[[ Provided data, beginning ]]

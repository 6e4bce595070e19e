//! Simulated Range Sensor

use range_sampler::{EchoLevel, RangeSampler};
use std::sync::atomic::{AtomicU32, Ordering};
use std::sync::Arc;
use tracing::info;
use trigger_scheduler::TriggerLine;

/// Trigger line with a simulated sensor behind it (no hardware required).
///
/// The echo for a pulse is delivered when the line is next driven low,
/// which is the start of the following trigger cycle. Readings therefore
/// trail the configured echo by one period, as a real sensor whose echo
/// arrives between ticks would.
pub struct MockSensor {
    /// Sampler receiving the echo edges
    sampler: Arc<RangeSampler>,
    /// Echo pulse width in microseconds, shared with whoever moves the target
    echo_us: Arc<AtomicU32>,
    /// Free-running microsecond counter
    clock_us: u32,
}

impl MockSensor {
    /// Create a mock sensor answering with the given echo width
    pub fn new(sampler: Arc<RangeSampler>, echo_us: u32) -> Self {
        info!("Creating mock range sensor, echo {}us", echo_us);
        Self {
            sampler,
            echo_us: Arc::new(AtomicU32::new(echo_us)),
            clock_us: 0,
        }
    }

    /// Handle for changing the echo width after the sensor has been moved
    /// into the scheduler
    pub fn echo_control(&self) -> Arc<AtomicU32> {
        Arc::clone(&self.echo_us)
    }

    /// Current simulated counter value
    pub fn clock_us(&self) -> u32 {
        self.clock_us
    }

    fn deliver_echo(&mut self) {
        let width = self.echo_us.load(Ordering::Relaxed);
        self.sampler.on_echo_edge(EchoLevel::High, self.clock_us);
        self.clock_us = self.clock_us.wrapping_add(width);
        self.sampler.on_echo_edge(EchoLevel::Low, self.clock_us);
    }
}

impl TriggerLine for MockSensor {
    fn set_high(&mut self) {}

    fn set_low(&mut self) {
        if self.sampler.is_triggered() {
            self.deliver_echo();
        }
    }

    fn delay_us(&mut self, us: u32) {
        self.clock_us = self.clock_us.wrapping_add(us);
    }
}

[[ Provided data, end ]]

[Exercise brief]
From the entries above, pull out each line that includes "TriggerLine".

[Solution]
use trigger_scheduler::TriggerLine;
impl TriggerLine for MockSensor {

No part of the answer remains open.